**WHAT YOU HAVE TO DO**
Your answer must be every line of the data that holds the string "input".
#### DATA PROVIDED ####
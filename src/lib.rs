//! TUI 2048 (workspace facade crate).
//!
//! Re-exports the workspace crates under one `tui_2048::{core,input,term,types}`
//! namespace and adds the runner's configuration layer.

pub mod config;

pub use tui_2048_core as core;
pub use tui_2048_input as input;
pub use tui_2048_term as term;
pub use tui_2048_types as types;

pub use config::GameConfig;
####
**SOLVED EXERCISE**
//! Re-exports the workspace crates under one `tui_2048::{core,input,term,types}`
pub use tui_2048_input as input;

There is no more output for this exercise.